--- RECORDS FOR THE EXERCISE Enclosed Below ---

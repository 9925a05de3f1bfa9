use nalgebra::{Matrix2x3, Matrix3, Point2, Vector3};

use image::RgbImage;

/// 2x3 affine transform mapping continuous crop coordinates to frame coordinates.
pub type AffineTransform = Matrix2x3<f32>;

/// Axis aligned face rectangle in frame pixels.
#[derive(Debug, Clone, Copy, PartialEq)]
pub struct FaceBox {
    pub x: f32,
    pub y: f32,
    pub width: f32,
    pub height: f32,
}

/// Integer pixel rectangle, `x1`/`y1` exclusive.
#[derive(Debug, Clone, Copy, PartialEq, Eq)]
pub struct PixelRect {
    pub x0: u32,
    pub y0: u32,
    pub x1: u32,
    pub y1: u32,
}

impl PixelRect {
    pub fn width(&self) -> u32 {
        self.x1 - self.x0
    }

    pub fn height(&self) -> u32 {
        self.y1 - self.y0
    }

    pub fn contains(&self, x: u32, y: u32) -> bool {
        x >= self.x0 && x < self.x1 && y >= self.y0 && y < self.y1
    }
}

impl FaceBox {
    pub fn new(x: f32, y: f32, width: f32, height: f32) -> FaceBox {
        FaceBox {
            x,
            y,
            width,
            height,
        }
    }

    /// Box from corner coordinates (x1, y1, x2, y2).
    pub fn from_corners(x1: f32, y1: f32, x2: f32, y2: f32) -> FaceBox {
        FaceBox::new(x1, y1, x2 - x1, y2 - y1)
    }

    pub fn is_valid(&self) -> bool {
        self.x.is_finite()
            && self.y.is_finite()
            && self.width.is_finite()
            && self.height.is_finite()
            && self.x >= 0.0
            && self.y >= 0.0
            && self.width > 0.0
            && self.height > 0.0
    }

    pub fn area(&self) -> f32 {
        self.width.max(0.0) * self.height.max(0.0)
    }

    pub fn right(&self) -> f32 {
        self.x + self.width
    }

    pub fn bottom(&self) -> f32 {
        self.y + self.height
    }

    pub fn center(&self) -> Point2<f32> {
        Point2::new(self.x + self.width / 2.0, self.y + self.height / 2.0)
    }

    /// Intersection over union with another box.
    pub fn iou(&self, other: &FaceBox) -> f32 {
        let ix = (self.right().min(other.right()) - self.x.max(other.x)).max(0.0);
        let iy = (self.bottom().min(other.bottom()) - self.y.max(other.y)).max(0.0);
        let inter = ix * iy;
        let union = self.area() + other.area() - inter;
        if union <= 0.0 {
            0.0
        } else {
            inter / union
        }
    }

    /// Grows the box by `padding` pixels on every side.
    pub fn expanded(&self, padding: f32) -> FaceBox {
        FaceBox::new(
            self.x - padding,
            self.y - padding,
            self.width + 2.0 * padding,
            self.height + 2.0 * padding,
        )
    }

    /// Pixel rectangle covered by the box inside a `frame_width` x `frame_height` frame.
    /// Returns `None` when nothing of the box lies inside the frame.
    pub fn clip_to(&self, frame_width: u32, frame_height: u32) -> Option<PixelRect> {
        if !(self.x.is_finite() && self.y.is_finite() && self.width > 0.0 && self.height > 0.0) {
            return None;
        }
        let x0 = self.x.max(0.0).floor();
        let y0 = self.y.max(0.0).floor();
        let x1 = self.right().min(frame_width as f32).ceil();
        let y1 = self.bottom().min(frame_height as f32).ceil();
        if x1 <= x0 || y1 <= y0 {
            return None;
        }
        Some(PixelRect {
            x0: x0 as u32,
            y0: y0 as u32,
            x1: x1 as u32,
            y1: y1 as u32,
        })
    }
}

/// A detected face together with its crop and the crop->frame mapping.
#[derive(Debug, Clone)]
pub struct FaceDetection {
    pub bbox: FaceBox,
    pub confidence: f32,
    pub id: i32,
    pub crop: RgbImage,
    pub transform: AffineTransform,
}

impl FaceDetection {
    /// Detection whose crop is stretched exactly over `bbox`.
    pub fn new(bbox: FaceBox, confidence: f32, id: i32, crop: RgbImage) -> FaceDetection {
        let sx = if crop.width() > 0 {
            bbox.width / crop.width() as f32
        } else {
            0.0
        };
        let sy = if crop.height() > 0 {
            bbox.height / crop.height() as f32
        } else {
            0.0
        };
        let transform = AffineTransform::new(sx, 0.0, bbox.x, 0.0, sy, bbox.y);
        FaceDetection {
            bbox,
            confidence,
            id,
            crop,
            transform,
        }
    }

    pub fn with_transform(mut self, transform: AffineTransform) -> FaceDetection {
        self.transform = transform;
        self
    }

    pub fn crop_to_frame(&self, p: Point2<f32>) -> Point2<f32> {
        apply(&self.transform, p)
    }

    /// Frame->crop mapping, `None` when the transform is singular.
    pub fn frame_to_crop(&self) -> Option<AffineTransform> {
        invert(&self.transform)
    }

    pub fn is_valid(&self) -> bool {
        self.bbox.is_valid()
            && (0.0..=1.0).contains(&self.confidence)
            && self.crop.width() > 0
            && self.crop.height() > 0
            && invert(&self.transform).is_some()
    }
}

pub fn apply(m: &AffineTransform, p: Point2<f32>) -> Point2<f32> {
    let v = m * Vector3::new(p.x, p.y, 1.0);
    Point2::new(v.x, v.y)
}

fn to_homogeneous(m: &AffineTransform) -> Matrix3<f32> {
    let mut h = Matrix3::identity();
    h.fixed_view_mut::<2, 3>(0, 0).copy_from(m);
    h
}

pub fn invert(m: &AffineTransform) -> Option<AffineTransform> {
    if m.iter().any(|v| !v.is_finite()) {
        return None;
    }
    let det = m[(0, 0)] * m[(1, 1)] - m[(0, 1)] * m[(1, 0)];
    if det.abs() < 1e-8 {
        return None;
    }
    let inv = to_homogeneous(m).try_inverse()?;
    Some(inv.fixed_view::<2, 3>(0, 0).into_owned())
}
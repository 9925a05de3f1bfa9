use thiserror::Error;

/// Errors surfaced by the frame pipeline.
#[derive(Debug, Error)]
pub enum PipelineError {
    #[error("pipeline not initialized")]
    NotInitialized,

    #[error("initialization failed: {0}")]
    Initialization(String),

    #[error("invalid configuration: {0}")]
    InvalidConfig(String),

    #[error("invalid input: {0}")]
    InvalidInput(String),
}

/// Errors from an inference backend call.
#[derive(Debug, Error)]
pub enum InferenceError {
    #[error("model not loaded")]
    ModelNotLoaded,

    #[error("unexpected tensor shape: expected {expected}, got {actual:?}")]
    Shape { expected: String, actual: Vec<usize> },

    #[error("backend failure: {0}")]
    Backend(String),
}

#[derive(Debug, Error)]
pub enum ConfigError {
    #[error("failed to read config: {0}")]
    Io(#[from] std::io::Error),

    #[error("failed to parse config: {0}")]
    Parse(#[from] serde_json::Error),
}
use ndarray::{Array2, Array3};

// over-relaxation factor for the Gauss-Seidel sweeps
const OMEGA: f32 = 1.8;
const TOLERANCE: f32 = 0.01;

/// Gradient-domain blend: solves for a patch whose Laplacian follows `src`
/// inside the footprint (`alpha > 0`) and which equals `dst` on its boundary.
pub fn poisson_blend(src: &Array3<f32>, dst: &Array3<f32>, alpha: &Array2<f32>, iterations: u32) -> Array3<f32> {
    let (h, w, channels) = src.dim();
    if h < 3 || w < 3 {
        return src.clone();
    }

    let inside = |j: usize, i: usize| alpha[[j, i]] > 0.0;
    let interior = Array2::from_shape_fn((h, w), |(j, i)| {
        inside(j, i) && j > 0 && i > 0 && j + 1 < h && i + 1 < w
    });

    let mut f = dst.clone();
    for ((j, i), &is_interior) in interior.indexed_iter() {
        if is_interior {
            for c in 0..channels {
                f[[j, i, c]] = src[[j, i, c]];
            }
        }
    }

    for _ in 0..iterations {
        let mut max_delta = 0.0f32;
        for j in 1..h - 1 {
            for i in 1..w - 1 {
                if !interior[[j, i]] {
                    continue;
                }
                let neighbours = [(j - 1, i), (j + 1, i), (j, i - 1), (j, i + 1)];
                for c in 0..channels {
                    let mut sum = 0.0;
                    let mut guide = 0.0;
                    for &(nj, ni) in neighbours.iter() {
                        sum += f[[nj, ni, c]];
                        if inside(nj, ni) {
                            guide += src[[j, i, c]] - src[[nj, ni, c]];
                        }
                    }
                    let delta = (sum + guide) / 4.0 - f[[j, i, c]];
                    f[[j, i, c]] += OMEGA * delta;
                    max_delta = max_delta.max(delta.abs());
                }
            }
        }
        if max_delta < TOLERANCE {
            break;
        }
    }
    f
}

--- End of Enclosed RECORDS FOR THE EXERCISE ---

EXERCISE INSTRUCTIONS
Give again, word for word, every line of the listing above from the one with "let inter = ix * iy;" to the one with "let sx = if", both inclusive, and nothing beyond them.

RESULT
        let inter = ix * iy;
        let union = self.area() + other.area() - inter;
        if union <= 0.0 {
            0.0
        } else {
            inter / union
        }
    }

    /// Grows the box by `padding` pixels on every side.
    pub fn expanded(&self, padding: f32) -> FaceBox {
        FaceBox::new(
            self.x - padding,
            self.y - padding,
            self.width + 2.0 * padding,
            self.height + 2.0 * padding,
        )
    }

    /// Pixel rectangle covered by the box inside a `frame_width` x `frame_height` frame.
    /// Returns `None` when nothing of the box lies inside the frame.
    pub fn clip_to(&self, frame_width: u32, frame_height: u32) -> Option<PixelRect> {
        if !(self.x.is_finite() && self.y.is_finite() && self.width > 0.0 && self.height > 0.0) {
            return None;
        }
        let x0 = self.x.max(0.0).floor();
        let y0 = self.y.max(0.0).floor();
        let x1 = self.right().min(frame_width as f32).ceil();
        let y1 = self.bottom().min(frame_height as f32).ceil();
        if x1 <= x0 || y1 <= y0 {
            return None;
        }
        Some(PixelRect {
            x0: x0 as u32,
            y0: y0 as u32,
            x1: x1 as u32,
            y1: y1 as u32,
        })
    }
}

/// A detected face together with its crop and the crop->frame mapping.
#[derive(Debug, Clone)]
pub struct FaceDetection {
    pub bbox: FaceBox,
    pub confidence: f32,
    pub id: i32,
    pub crop: RgbImage,
    pub transform: AffineTransform,
}

impl FaceDetection {
    /// Detection whose crop is stretched exactly over `bbox`.
    pub fn new(bbox: FaceBox, confidence: f32, id: i32, crop: RgbImage) -> FaceDetection {
        let sx = if crop.width() > 0 {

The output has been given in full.